Describe a typical Heidevolk live show for those who haven’t seen you play live.
“For this I would like to take you to the shows we have been doing since 2018. Our headlines shows are much like our albums, a musical journey. We’ll blow you away with fast raging metal riffs and drums, we’ll make you shake fists and sing along to epic anthems. Halfway the venue will transform into an intimate, campfire style setting where we will perform an acoustic set, often accompanied by a storyteller that brings you tales from Germanic mythology. This gives you a moment to relax, fill up your horns, close your eyes and dream away…because after this we will take back the stage by storm and carry you through the highs of fast paced songs and irresistible sing-alongs that make you raise your horns. We aim to deliver the show that is needed for the evening and in roughly 90 to 120 minutes we will take you through the entire Heidevolk history and create an intense show where we transcend the barrier between performer and audience.”
What would you do if your audience looked tired or bored during your performance?
Jacco: “A live show is always a game of give and take. If you see bored people, that means we should entertain more. If they are tired, it could mean we might have worn them out, haha!
Usually a good bout of audience participation brings back the spark and we can start bouncing off of each other again. We are all in it for the fun in the end.”

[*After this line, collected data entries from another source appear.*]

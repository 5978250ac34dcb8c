use std::path::Path;

use anyhow::{Context, Result};
use clap::Parser;
use tracing::{error, info, warn};

use super::context::CliContext;
use super::dispatch::dispatch;
use super::env::CliArgs;
use super::runtime::{apply_cli_overrides, init_logging};
use crate::config::{load_config, load_local_env_overrides, LoadedConfig};

pub async fn run() -> Result<()> {
    load_local_env_overrides(Path::new(".env"));
    let cli = CliArgs::parse();

    let LoadedConfig { mut config, path } =
        load_config(cli.config.as_deref()).context("Failed to load configuration")?;
    apply_cli_overrides(&mut config, &cli);

    let log_dir = config.debug.enabled.then_some(config.debug.artifacts_dir.as_path());
    let _log_guard = init_logging(&cli.log_level, config.debug.enabled, log_dir)?;

    info!("Starting webpilot v{}", env!("CARGO_PKG_VERSION"));
    if path.exists() {
        info!(path = %path.display(), "loaded configuration");
    } else {
        warn!(path = %path.display(), "config file not found, using defaults");
    }

    let cli_context = CliContext::new(config, path, cli.output);
    match dispatch(&cli, &cli_context).await {
        Ok(()) => {
            info!("Command completed successfully");
            Ok(())
        }
        Err(err) => {
            error!("Command failed: {:#}", err);
            Err(err)
        }
    }
}
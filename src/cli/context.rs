use std::path::{Path, PathBuf};
use std::sync::Arc;

use agent_core::{AgentLoopController, Assistant, DebugSink};
use anyhow::{Context, Result};
use cdp_adapter::ChromiumSession;
use memory_center::{MemoryStore, SharedMemoryStore};
use tokio_util::sync::CancellationToken;
use tracing::{info, warn};

use super::output::OutputFormat;
use crate::artifacts::ArtifactSink;
use crate::config::AppConfig;
use crate::llm::build_oracle;
use crate::operator::{ConsoleInput, ConsoleOperator};

pub struct CliContext {
    config: Arc<AppConfig>,
    config_path: PathBuf,
    output: OutputFormat,
    console: Arc<ConsoleInput>,
}

impl CliContext {
    pub fn new(config: AppConfig, config_path: PathBuf, output: OutputFormat) -> Self {
        Self {
            config: Arc::new(config),
            config_path,
            output,
            console: Arc::new(ConsoleInput::stdin()),
        }
    }

    pub fn config(&self) -> &AppConfig {
        self.config.as_ref()
    }

    pub fn config_path(&self) -> &Path {
        &self.config_path
    }

    pub fn output(&self) -> OutputFormat {
        self.output
    }

    pub fn console(&self) -> &ConsoleInput {
        &self.console
    }

    pub fn memory_store(&self) -> SharedMemoryStore {
        Arc::new(MemoryStore::new(self.config.memory.path.clone()))
    }

    /// Wire browser, oracle, memory, console operator and (in debug mode)
    /// the artifact sink into an assistant. Ctrl-C cancels the running task.
    pub fn build_assistant(&self) -> Result<Assistant> {
        let config = self.config();
        let oracle = build_oracle(&config.oracle).context("Failed to configure the oracle")?;
        let session = Arc::new(ChromiumSession::new(config.browser.to_chromium()));

        let cancel = CancellationToken::new();
        spawn_ctrl_c_handler(cancel.clone());

        let mut builder = AgentLoopController::builder(
            config.agent.clone(),
            session,
            oracle,
            self.memory_store(),
        )
        .operator(Arc::new(ConsoleOperator::new(self.console.clone())))
        .cancel_token(cancel);

        if config.debug.enabled {
            match ArtifactSink::new(&config.debug.artifacts_dir) {
                Ok(sink) => {
                    info!(dir = %sink.dir().display(), "saving debug artifacts");
                    let sink: Arc<dyn DebugSink> = Arc::new(sink);
                    builder = builder.debug_sink(sink);
                }
                Err(err) => warn!(
                    dir = %config.debug.artifacts_dir.display(),
                    error = %err,
                    "debug artifacts disabled"
                ),
            }
        }

        info!(
            memory = %config.memory.path.display(),
            headless = config.browser.headless,
            "assistant ready"
        );
        Ok(Assistant::new(builder.build()))
    }
}

fn spawn_ctrl_c_handler(cancel: CancellationToken) {
    tokio::spawn(async move {
        if tokio::signal::ctrl_c().await.is_ok() {
            warn!("interrupt received; cancelling current task");
            cancel.cancel();
        }
    });
}
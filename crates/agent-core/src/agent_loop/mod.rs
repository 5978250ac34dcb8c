//! Agent Loop (perception-decision-action) execution.
//!
//! # Architecture
//!
//! ```text
//! while !terminal:
//!     observation = session.observe()   // CAPTCHA gate on page changes
//!     decision = oracle.decide()        // bounded by a timeout
//!     outcome = executor.execute()      // recoverable failures -> Recovering
//!     memory.flush()                    // after every successful iteration
//! ```
//!
//! # Key Components
//!
//! - [`AgentLoopConfig`]: iteration and error budgets, pacing, exploration limits
//! - [`Action`] / [`AgentDecision`]: validated oracle output
//! - [`parse_decision`]: untrusted oracle text to a decision
//! - [`AgentLoopController`]: the state machine

pub mod config;
pub mod controller;
pub mod history;
pub mod parse;
pub mod prompt;
pub mod recovery;
pub mod types;

pub use config::{AgentLoopConfig, DEFAULT_START_URL};
pub use controller::{
    AgentLoopController, AgentLoopControllerBuilder, AgentLoopResult, AgentLoopStatus,
    FailureReason, LoopFailure, RunOptions,
};
pub use history::HistoryBuffer;
pub use parse::{extract_json_object, parse_decision, DEFAULT_WAIT_MS};
pub use prompt::{format_system_prompt, format_user_message};
pub use recovery::{RecoveryPolicy, RecoveryReason, RecoveryStep};
pub use types::{
    Action, ActionOutcome, AgentDecision, AgentHistoryEntry, DerivedFact, ExecutionReport,
    ExtractKind, RunMode,
};
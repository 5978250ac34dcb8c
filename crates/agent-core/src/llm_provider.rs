use async_trait::async_trait;
use memory_center::{MemoryEntry, MemoryRecord};
use webpilot_core_types::{Observation, Task};

use crate::agent_loop::{Action, AgentDecision, AgentHistoryEntry, RunMode};
use crate::errors::OracleError;

/// Everything the oracle sees for one decision.
#[derive(Debug, Clone)]
pub struct OracleRequest {
    pub observation: Observation,
    pub task: Task,
    /// Snapshot of durable memory at decision time.
    pub memory: MemoryRecord,
    /// Recent executions, oldest first.
    pub history: Vec<AgentHistoryEntry>,
    /// Recovery notes accumulated since the last successful action.
    pub notes: Vec<String>,
    pub mode: RunMode,
}

impl OracleRequest {
    /// Facts worth putting in front of the model: the `recent` newest entries
    /// plus every entry about the current host, without duplicates.
    pub fn relevant_facts(&self, recent: usize) -> Vec<MemoryEntry> {
        let mut facts = self.memory.recent(recent);
        if let Some(host) = self.observation.host() {
            for entry in self.memory.facts_for_host(&host) {
                let seen = facts
                    .iter()
                    .any(|known| known.category == entry.category && known.key == entry.key);
                if !seen {
                    facts.push(entry);
                }
            }
        }
        facts
    }
}

/// External reasoning service that picks the next action.
///
/// Implementations are stochastic and untrusted: the loop validates the
/// returned action and imposes its own timeout on every call.
#[async_trait]
pub trait ReasoningOracle: Send + Sync {
    async fn decide(&self, request: &OracleRequest) -> Result<AgentDecision, OracleError>;
}

/// Deterministic oracle used for tests and offline development.
///
/// Waits briefly until three steps are in history, then finishes.
#[derive(Debug, Default, Clone)]
pub struct MockOracle;

#[async_trait]
impl ReasoningOracle for MockOracle {
    async fn decide(&self, request: &OracleRequest) -> Result<AgentDecision, OracleError> {
        let steps = request.history.len();
        if steps >= 3 {
            return Ok(AgentDecision::new(Action::Finish {
                result: format!("Mock task completed after {steps} steps"),
            })
            .with_rationale(format!(
                "After {steps} steps on {}, the task should be complete.",
                request.observation.url
            )));
        }
        Ok(AgentDecision::new(Action::Wait { duration_ms: 500 }).with_rationale(format!(
            "Step {} of task: {}",
            steps + 1,
            request.task.goal()
        )))
    }
}

#[cfg(test)]
mod tests {
    use super::*;
    use crate::agent_loop::ActionOutcome;
    use serde_json::json;

    fn request(history: Vec<AgentHistoryEntry>) -> OracleRequest {
        OracleRequest {
            observation: Observation::new("https://docs.rs/tokio", Some("tokio".into()), ""),
            task: Task::new("read the tokio docs").unwrap(),
            memory: MemoryRecord::new(),
            history,
            notes: Vec::new(),
            mode: RunMode::Task,
        }
    }

    #[tokio::test]
    async fn mock_finishes_after_three_steps() {
        let oracle = MockOracle;
        let first = oracle.decide(&request(Vec::new())).await.unwrap();
        assert!(matches!(first.action, Action::Wait { .. }));

        let observation = Observation::new("https://docs.rs/tokio", None, "");
        let history = (1..=3)
            .map(|i| {
                AgentHistoryEntry::new(
                    i,
                    &observation,
                    Action::Wait { duration_ms: 500 },
                    ActionOutcome::completed(),
                )
            })
            .collect();
        let last = oracle.decide(&request(history)).await.unwrap();
        assert!(matches!(last.action, Action::Finish { .. }));
    }

    #[test]
    fn relevant_facts_include_host_entries_once() {
        let mut req = request(Vec::new());
        req.memory.upsert("website", "docs.rs", json!({"title": "Docs.rs"}));
        req.memory.upsert("general", "lang", json!("rust"));
        req.memory.upsert("website", "crates.io", json!({}));

        let all = req.relevant_facts(5);
        assert_eq!(all.len(), 3);
        assert_eq!(all.iter().filter(|f| f.key == "docs.rs").count(), 1);

        let none_recent = req.relevant_facts(0);
        let keys: Vec<_> = none_recent.iter().map(|f| f.key.as_str()).collect();
        assert_eq!(keys, vec!["docs.rs"]);
    }
}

What would you do if you made a mistake during a performance?
Jacco: “Laugh it off and continue. It is only rock ‘n roll and we are all human! Don’t be too uptight about it. It helps to think that no-one is there to see you fail, but we are all there to have a good time.”

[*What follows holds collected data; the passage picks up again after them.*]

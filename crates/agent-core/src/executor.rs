//! Maps oracle actions onto browser primitives.

use std::time::Duration;

use action_primitives::{
    normalize_url, overlay_dismiss_anchors, ActionError, BrowserSession, Primitive,
    PrimitiveOutcome, Target,
};
use async_trait::async_trait;
use chrono::Utc;
use serde_json::json;
use tracing::debug;
use webpilot_core_types::{page_key, truncate_chars, Observation};

use crate::agent_loop::{
    Action, ActionOutcome, AgentLoopConfig, DerivedFact, ExecutionReport, ExtractKind,
};

/// Category for facts learned about sites while working on tasks.
pub const WEBSITE_CATEGORY: &str = "website";

#[async_trait]
pub trait ActionExecutor: Send + Sync {
    /// Run one action. Never panics and never returns an error: every
    /// failure is folded into the report's outcome.
    async fn execute(&self, action: &Action, session: &dyn BrowserSession) -> ExecutionReport;
}

/// Executor backed by the [`Primitive`] vocabulary.
#[derive(Debug, Clone)]
pub struct DefaultActionExecutor {
    navigation_timeout: Duration,
    extract_max_chars: usize,
    excerpt_chars: usize,
    link_limit: usize,
}

impl Default for DefaultActionExecutor {
    fn default() -> Self {
        Self::from_config(&AgentLoopConfig::default())
    }
}

impl DefaultActionExecutor {
    pub fn from_config(config: &AgentLoopConfig) -> Self {
        Self {
            navigation_timeout: config.navigation_timeout(),
            extract_max_chars: config.extract_max_chars,
            excerpt_chars: config.excerpt_chars,
            link_limit: config.extract_link_limit,
        }
    }

    async fn click(&self, target: &str, session: &dyn BrowserSession) -> Result<ExecutionReport, ActionError> {
        session.perform(&Primitive::Click(parse_target(target)?)).await?;
        Ok(ExecutionReport::new(ActionOutcome::completed()))
    }

    /// Named field, then the first editable field, then whatever has focus.
    async fn type_text(
        &self,
        target: Option<&str>,
        text: &str,
        session: &dyn BrowserSession,
    ) -> Result<ExecutionReport, ActionError> {
        let mut attempts = Vec::with_capacity(3);
        if let Some(target) = target {
            attempts.push(Primitive::Fill {
                target: parse_target(target)?,
                text: text.to_string(),
            });
        }
        attempts.push(Primitive::Fill {
            target: Target::editable_fallback(),
            text: text.to_string(),
        });
        attempts.push(Primitive::TypeFocused(text.to_string()));

        let mut last_error = None;
        for primitive in &attempts {
            match session.perform(primitive).await {
                Ok(_) => return Ok(ExecutionReport::new(ActionOutcome::completed())),
                Err(err) if err.is_fatal() => return Err(err),
                Err(err) => {
                    debug!(primitive = primitive.name(), error = %err, "type attempt failed");
                    last_error = Some(err);
                }
            }
        }
        Err(last_error.unwrap_or_else(|| ActionError::TargetNotFound("editable field".into())))
    }

    async fn navigate(&self, url: &str, session: &dyn BrowserSession) -> Result<ExecutionReport, ActionError> {
        let url = normalize_url(url).map_err(|err| ActionError::NavigationFailed(err.to_string()))?;
        session
            .perform(&Primitive::Navigate {
                url: url.clone(),
                timeout: self.navigation_timeout,
            })
            .await?;

        match session
            .perform(&Primitive::DismissOverlays(overlay_dismiss_anchors()))
            .await
        {
            Ok(PrimitiveOutcome::Dismissed(true)) => debug!(url = %url, "dismissed overlay"),
            Ok(_) => {}
            Err(err) => debug!(url = %url, error = %err, "overlay dismissal skipped"),
        }

        let mut report = ExecutionReport::new(ActionOutcome::completed());
        let Some(observation) = observe_after(session).await? else {
            return Ok(report);
        };
        if let Some(host) = observation.host() {
            report.facts.push(DerivedFact::new(
                WEBSITE_CATEGORY,
                host,
                json!({
                    "url": observation.url,
                    "title": observation.title,
                    "visited_at": Utc::now().to_rfc3339(),
                }),
            ));
        }
        Ok(report.with_observation(observation))
    }

    async fn extract(
        &self,
        target: Option<&str>,
        kind: ExtractKind,
        session: &dyn BrowserSession,
    ) -> Result<ExecutionReport, ActionError> {
        let text = match kind {
            ExtractKind::Text => {
                let target = target.map(parse_target).transpose()?;
                match session
                    .perform(&Primitive::ExtractText {
                        target,
                        max_chars: self.extract_max_chars,
                    })
                    .await?
                {
                    PrimitiveOutcome::Text(text) => text,
                    other => {
                        return Err(ActionError::Internal(format!(
                            "extract_text returned {other:?}"
                        )))
                    }
                }
            }
            ExtractKind::Links => match session
                .perform(&Primitive::ExtractLinks {
                    limit: self.link_limit,
                })
                .await?
            {
                PrimitiveOutcome::Links(links) => links
                    .iter()
                    .map(|link| format!("{} - {}", link.text, link.url))
                    .collect::<Vec<_>>()
                    .join("\n"),
                other => {
                    return Err(ActionError::Internal(format!(
                        "extract_links returned {other:?}"
                    )))
                }
            },
        };

        let mut report = ExecutionReport::new(ActionOutcome::Completed {
            extracted: Some(text.clone()),
        });
        if text.trim().is_empty() {
            return Ok(report);
        }
        if let Some(observation) = observe_after(session).await? {
            if let Some(key) = page_key(&observation.url) {
                report
                    .facts
                    .push(DerivedFact::new(WEBSITE_CATEGORY, key, json!(truncate_chars(&text, self.excerpt_chars))));
            }
        }
        Ok(report)
    }
}

#[async_trait]
impl ActionExecutor for DefaultActionExecutor {
    async fn execute(&self, action: &Action, session: &dyn BrowserSession) -> ExecutionReport {
        let result = match action {
            Action::Click { target } => self.click(target, session).await,
            Action::Type { target, text } => self.type_text(target.as_deref(), text, session).await,
            Action::Scroll { direction, amount } => session
                .perform(&Primitive::Scroll {
                    direction: *direction,
                    amount: *amount,
                })
                .await
                .map(|_| ExecutionReport::new(ActionOutcome::completed())),
            Action::Navigate { url } => self.navigate(url, session).await,
            Action::Wait { duration_ms } => {
                match session
                    .perform(&Primitive::Wait(Duration::from_millis(*duration_ms)))
                    .await
                {
                    Err(err) if err.is_fatal() => Err(err),
                    _ => Ok(ExecutionReport::new(ActionOutcome::completed())),
                }
            }
            Action::Extract { target, kind } => self.extract(target.as_deref(), *kind, session).await,
            Action::Finish { result } => Ok(ExecutionReport::new(ActionOutcome::Finished(result.clone()))),
            Action::RequestHuman { reason } => {
                Ok(ExecutionReport::new(ActionOutcome::HumanRequested(reason.clone())))
            }
        };
        result.unwrap_or_else(|err| ExecutionReport::new(outcome_for_error(action, err)))
    }
}

/// Capture used only to derive facts; a non-fatal failure just skips them.
async fn observe_after(session: &dyn BrowserSession) -> Result<Option<Observation>, ActionError> {
    match session.current_observation().await {
        Ok(observation) => Ok(Some(observation)),
        Err(err) if err.is_fatal() => Err(err),
        Err(err) => {
            debug!(error = %err, "post-action observation failed");
            Ok(None)
        }
    }
}

fn parse_target(hint: &str) -> Result<Target, ActionError> {
    let target = Target::parse(hint);
    if target.is_empty() {
        return Err(ActionError::TargetNotFound("empty target".into()));
    }
    Ok(target)
}

/// Fold a primitive error into the outcome taxonomy. Errors without a
/// direct counterpart count against the action that raised them.
fn outcome_for_error(action: &Action, err: ActionError) -> ActionOutcome {
    match err {
        ActionError::SessionLost(detail) => ActionOutcome::SessionLost(detail),
        ActionError::TargetNotFound(detail) => ActionOutcome::TargetNotFound(detail),
        ActionError::NavigationFailed(detail) => ActionOutcome::NavigationFailed(detail),
        other if matches!(action, Action::Navigate { .. }) => {
            ActionOutcome::NavigationFailed(other.to_string())
        }
        other => ActionOutcome::TargetNotFound(other.to_string()),
    }
}

#[cfg(test)]
mod tests {
    use super::*;
    use std::sync::Mutex;

    /// Session that records primitives and fails the first `fail_fills` fills.
    #[derive(Default)]
    struct RecordingSession {
        performed: Mutex<Vec<&'static str>>,
        fail_fills: Mutex<u32>,
        url: String,
    }

    #[async_trait]
    impl BrowserSession for RecordingSession {
        async fn open(&self, _url: &str) -> Result<(), ActionError> {
            Ok(())
        }

        async fn current_observation(&self) -> Result<Observation, ActionError> {
            Ok(Observation::new(self.url.clone(), Some("Docs".into()), "body"))
        }

        async fn perform(&self, primitive: &Primitive) -> Result<PrimitiveOutcome, ActionError> {
            self.performed.lock().unwrap().push(primitive.name());
            match primitive {
                Primitive::Fill { target, .. } => {
                    let mut remaining = self.fail_fills.lock().unwrap();
                    if *remaining > 0 {
                        *remaining -= 1;
                        return Err(ActionError::TargetNotFound(target.hint.clone()));
                    }
                    Ok(PrimitiveOutcome::Done)
                }
                Primitive::ExtractText { .. } => Ok(PrimitiveOutcome::Text("Tokio is a runtime".into())),
                Primitive::DismissOverlays(_) => Err(ActionError::Internal("no overlay".into())),
                Primitive::Click(_) => Err(ActionError::Timeout("click".into())),
                _ => Ok(PrimitiveOutcome::Done),
            }
        }

        async fn close(&self) -> Result<(), ActionError> {
            Ok(())
        }
    }

    fn session(url: &str) -> RecordingSession {
        RecordingSession {
            url: url.to_string(),
            ..Default::default()
        }
    }

    #[tokio::test]
    async fn type_falls_back_to_editable_then_focused() {
        let session = session("https://docs.rs/");
        *session.fail_fills.lock().unwrap() = 2;
        let report = DefaultActionExecutor::default()
            .execute(
                &Action::Type {
                    target: Some("Search box".into()),
                    text: "tokio".into(),
                },
                &session,
            )
            .await;
        assert_eq!(report.outcome, ActionOutcome::completed());
        assert_eq!(
            *session.performed.lock().unwrap(),
            vec!["fill", "fill", "type_focused"]
        );
    }

    #[tokio::test]
    async fn navigate_records_website_fact_despite_overlay_error() {
        let session = session("https://docs.rs/tokio");
        let report = DefaultActionExecutor::default()
            .execute(&Action::Navigate { url: "docs.rs/tokio".into() }, &session)
            .await;
        assert!(report.outcome.is_success());
        assert_eq!(report.facts.len(), 1);
        assert_eq!(report.facts[0].category, "website");
        assert_eq!(report.facts[0].key, "docs.rs");
        assert!(report.observation.is_some());
    }

    #[tokio::test]
    async fn extract_returns_text_and_page_fact() {
        let session = session("https://docs.rs/tokio/latest/");
        let report = DefaultActionExecutor::default()
            .execute(
                &Action::Extract {
                    target: None,
                    kind: ExtractKind::Text,
                },
                &session,
            )
            .await;
        assert_eq!(
            report.outcome,
            ActionOutcome::Completed {
                extracted: Some("Tokio is a runtime".into())
            }
        );
        assert_eq!(report.facts[0].key, "docs.rs/tokio/latest");
    }

    #[tokio::test]
    async fn generic_errors_map_to_target_not_found() {
        let session = session("https://docs.rs/");
        let report = DefaultActionExecutor::default()
            .execute(&Action::Click { target: "Go".into() }, &session)
            .await;
        assert!(matches!(report.outcome, ActionOutcome::TargetNotFound(_)));

        let finish = DefaultActionExecutor::default()
            .execute(&Action::Finish { result: "42".into() }, &session)
            .await;
        assert_eq!(finish.outcome, ActionOutcome::Finished("42".into()));
    }
}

Do you follow a process or ritual before a performance to get rid of nerves or performance anxiety?
Jacco: “The main ritual we do right before a show is to bring a toast to the show with prosecco.
The bubbles make you sparkle and the sugar gets you going! Oh, and it makes you burp… Sorry, I usually just nip and let it stand until after the show.”
If you could go open a show for any artist who would it be?
Jacco: “(Please let it be Iron Maiden…)”
What is your favorite song to perform?
Jacco: “Off of the previous albums? “Gungnir” or “Velua”. Off of the new album? Let’s find out, shall we?”
All over the world there are different music scenes, what country or where have you had the best music scene experience?
Jacco: “For some reason I always feel a strong connection with the English. I seem to connect with them easily. Maybe it’s the language, I don’t know. But in all honesty, I do like the diversity of people we play in front of, and meet afterwards, all the same. It is these differences, and the same time the similarities that make it interesting.”
Over the years there have been many line-up changes; do you feel the band is stable at this point?
Jacco: “We feel we are very much a unit. Especially since we were all very engaged in making ‘Wederkeer’ together, forged us together, and hopefully will stay that way for a long time to come.
We are very aware that we are all people, and we all have different phases in our lifetimes we go through, and that comes with some tough decisions at times, but right now, we are firing on all cylinders to get back on the road and rock the hell out of this album!”
What is one message you would give to your fans?
Jacco: “After a time, in which we were forced to be apart, let’s tear down the walls we threw up and overcome the harsh polarizations that we face, to reunite again and -see- each other again.
Let music be the binding factor and let’s meet up.”
What’s next for the band?
Jacco: “Tour, play, enjoy, start writing on the next album and enjoy our time together.
There are some festivals planned for the coming summer, and, who knows? Maybe a tour in the making.
Too early for details as of now, but we will make sure to keep you posted.”
Summary: Again, thanks for taking time to answer my questions. I wish you great success in 2023 with the new album and playing live.
Jacco: “You are most welcome and thank you so much! We are very much looking forward to it.”